## Work required
Include in the output exactly the lines from the opening of the data through the line containing "outside the box", and nothing more.

## Information supplied
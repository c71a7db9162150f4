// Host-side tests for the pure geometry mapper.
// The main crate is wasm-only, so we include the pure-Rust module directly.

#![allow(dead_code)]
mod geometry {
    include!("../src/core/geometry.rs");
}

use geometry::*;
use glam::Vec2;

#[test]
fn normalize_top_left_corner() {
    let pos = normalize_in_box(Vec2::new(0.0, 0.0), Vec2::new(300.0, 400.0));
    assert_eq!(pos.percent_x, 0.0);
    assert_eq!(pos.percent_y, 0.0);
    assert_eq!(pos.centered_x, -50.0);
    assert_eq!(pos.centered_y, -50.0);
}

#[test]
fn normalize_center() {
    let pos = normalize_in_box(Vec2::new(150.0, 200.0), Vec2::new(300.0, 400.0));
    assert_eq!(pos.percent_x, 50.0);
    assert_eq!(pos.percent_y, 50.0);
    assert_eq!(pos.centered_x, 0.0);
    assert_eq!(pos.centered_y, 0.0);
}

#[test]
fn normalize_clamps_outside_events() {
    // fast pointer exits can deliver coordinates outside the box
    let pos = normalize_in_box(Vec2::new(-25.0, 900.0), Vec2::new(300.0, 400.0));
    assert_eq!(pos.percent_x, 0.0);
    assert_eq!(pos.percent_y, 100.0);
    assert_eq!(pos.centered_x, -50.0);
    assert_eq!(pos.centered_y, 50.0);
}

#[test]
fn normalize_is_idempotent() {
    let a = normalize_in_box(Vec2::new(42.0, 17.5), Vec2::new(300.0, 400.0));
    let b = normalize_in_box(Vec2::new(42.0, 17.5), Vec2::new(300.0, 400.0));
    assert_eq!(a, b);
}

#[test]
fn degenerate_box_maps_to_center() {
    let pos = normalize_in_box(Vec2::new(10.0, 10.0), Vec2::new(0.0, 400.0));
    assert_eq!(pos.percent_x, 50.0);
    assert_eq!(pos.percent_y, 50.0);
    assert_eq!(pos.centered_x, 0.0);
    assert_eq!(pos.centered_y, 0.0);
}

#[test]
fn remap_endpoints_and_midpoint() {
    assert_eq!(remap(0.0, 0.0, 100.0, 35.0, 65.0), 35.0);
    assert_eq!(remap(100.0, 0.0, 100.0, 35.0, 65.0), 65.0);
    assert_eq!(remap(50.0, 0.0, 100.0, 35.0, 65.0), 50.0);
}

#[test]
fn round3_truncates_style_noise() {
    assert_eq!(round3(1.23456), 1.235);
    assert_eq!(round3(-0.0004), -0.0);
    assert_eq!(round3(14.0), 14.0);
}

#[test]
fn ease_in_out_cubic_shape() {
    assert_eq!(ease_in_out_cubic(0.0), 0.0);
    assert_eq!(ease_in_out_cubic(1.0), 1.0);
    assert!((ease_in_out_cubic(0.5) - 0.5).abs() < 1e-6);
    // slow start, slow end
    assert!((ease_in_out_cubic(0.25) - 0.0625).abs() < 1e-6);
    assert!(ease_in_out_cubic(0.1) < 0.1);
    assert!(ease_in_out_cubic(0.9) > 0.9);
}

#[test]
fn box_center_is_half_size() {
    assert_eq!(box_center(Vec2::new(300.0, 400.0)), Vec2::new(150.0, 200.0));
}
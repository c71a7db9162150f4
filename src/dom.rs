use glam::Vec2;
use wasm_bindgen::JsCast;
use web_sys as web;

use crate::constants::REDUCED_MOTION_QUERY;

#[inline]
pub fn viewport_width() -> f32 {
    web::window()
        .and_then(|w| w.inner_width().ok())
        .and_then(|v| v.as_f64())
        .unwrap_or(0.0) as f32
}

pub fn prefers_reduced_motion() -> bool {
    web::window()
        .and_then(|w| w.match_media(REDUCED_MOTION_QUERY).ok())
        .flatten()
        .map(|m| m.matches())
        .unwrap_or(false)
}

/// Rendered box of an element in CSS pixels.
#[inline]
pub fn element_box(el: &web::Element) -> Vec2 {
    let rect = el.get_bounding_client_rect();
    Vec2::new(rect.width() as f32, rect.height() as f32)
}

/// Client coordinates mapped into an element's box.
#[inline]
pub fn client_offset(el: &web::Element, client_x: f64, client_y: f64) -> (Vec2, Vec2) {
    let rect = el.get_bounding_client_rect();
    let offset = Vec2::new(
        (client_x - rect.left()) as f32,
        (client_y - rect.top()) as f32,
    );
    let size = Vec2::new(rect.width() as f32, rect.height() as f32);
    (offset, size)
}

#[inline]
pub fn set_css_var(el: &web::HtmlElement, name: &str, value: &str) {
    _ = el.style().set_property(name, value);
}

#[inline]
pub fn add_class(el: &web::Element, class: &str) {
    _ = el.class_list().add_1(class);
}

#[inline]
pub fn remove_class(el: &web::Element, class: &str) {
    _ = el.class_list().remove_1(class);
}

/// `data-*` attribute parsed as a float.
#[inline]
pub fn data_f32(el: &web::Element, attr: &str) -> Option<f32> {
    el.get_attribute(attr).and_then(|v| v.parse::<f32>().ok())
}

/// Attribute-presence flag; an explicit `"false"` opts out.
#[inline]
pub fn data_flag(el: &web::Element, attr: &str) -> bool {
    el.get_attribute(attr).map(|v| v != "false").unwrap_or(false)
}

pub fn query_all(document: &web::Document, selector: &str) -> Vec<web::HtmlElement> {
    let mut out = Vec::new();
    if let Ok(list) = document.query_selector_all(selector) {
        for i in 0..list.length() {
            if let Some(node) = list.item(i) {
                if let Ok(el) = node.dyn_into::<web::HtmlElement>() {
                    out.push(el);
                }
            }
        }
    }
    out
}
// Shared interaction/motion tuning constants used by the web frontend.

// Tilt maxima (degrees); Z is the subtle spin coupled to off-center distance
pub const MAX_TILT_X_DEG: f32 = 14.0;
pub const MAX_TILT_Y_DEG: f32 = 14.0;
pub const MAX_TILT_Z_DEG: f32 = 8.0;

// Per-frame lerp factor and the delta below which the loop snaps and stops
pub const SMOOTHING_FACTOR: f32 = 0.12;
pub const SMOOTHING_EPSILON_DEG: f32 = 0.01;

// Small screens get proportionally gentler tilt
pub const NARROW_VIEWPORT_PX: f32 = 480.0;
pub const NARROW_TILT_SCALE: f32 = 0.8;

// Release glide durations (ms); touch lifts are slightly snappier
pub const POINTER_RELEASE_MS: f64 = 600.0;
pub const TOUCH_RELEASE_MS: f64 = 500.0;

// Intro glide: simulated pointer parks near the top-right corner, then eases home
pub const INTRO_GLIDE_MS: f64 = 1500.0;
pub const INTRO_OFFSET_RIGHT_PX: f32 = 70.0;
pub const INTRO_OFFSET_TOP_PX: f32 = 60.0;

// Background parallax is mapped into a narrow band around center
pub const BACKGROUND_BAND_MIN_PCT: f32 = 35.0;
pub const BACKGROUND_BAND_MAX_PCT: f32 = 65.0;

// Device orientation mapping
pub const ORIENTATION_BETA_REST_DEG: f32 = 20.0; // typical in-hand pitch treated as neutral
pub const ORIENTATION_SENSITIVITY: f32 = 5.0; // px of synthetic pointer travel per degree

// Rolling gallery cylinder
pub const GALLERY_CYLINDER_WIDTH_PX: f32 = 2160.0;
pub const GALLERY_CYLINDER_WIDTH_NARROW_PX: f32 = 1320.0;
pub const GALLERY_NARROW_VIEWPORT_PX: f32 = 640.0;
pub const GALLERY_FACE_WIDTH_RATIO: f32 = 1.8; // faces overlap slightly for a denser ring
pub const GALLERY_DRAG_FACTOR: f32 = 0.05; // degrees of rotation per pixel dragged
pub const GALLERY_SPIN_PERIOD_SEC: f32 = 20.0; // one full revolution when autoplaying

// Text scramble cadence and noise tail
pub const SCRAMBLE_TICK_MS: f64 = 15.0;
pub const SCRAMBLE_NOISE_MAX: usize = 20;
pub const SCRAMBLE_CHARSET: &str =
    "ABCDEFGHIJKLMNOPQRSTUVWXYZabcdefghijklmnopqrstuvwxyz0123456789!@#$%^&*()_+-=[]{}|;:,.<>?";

## The completed task
repository c71a7db9162150f4
// Host-side tests for the pure geometry mapper.
// The main crate is wasm-only, so we include the pure-Rust module directly.

#![allow(dead_code)]
mod geometry {
    include!("../src/core/geometry.rs");
}

use geometry::*;
use glam::Vec2;

#[test]
fn normalize_top_left_corner() {
    let pos = normalize_in_box(Vec2::new(0.0, 0.0), Vec2::new(300.0, 400.0));
    assert_eq!(pos.percent_x, 0.0);
    assert_eq!(pos.percent_y, 0.0);
    assert_eq!(pos.centered_x, -50.0);
    assert_eq!(pos.centered_y, -50.0);
}

#[test]
fn normalize_center() {
    let pos = normalize_in_box(Vec2::new(150.0, 200.0), Vec2::new(300.0, 400.0));
    assert_eq!(pos.percent_x, 50.0);
    assert_eq!(pos.percent_y, 50.0);
    assert_eq!(pos.centered_x, 0.0);
    assert_eq!(pos.centered_y, 0.0);
}

#[test]
fn normalize_clamps_outside_events() {
    // fast pointer exits can deliver coordinates outside the box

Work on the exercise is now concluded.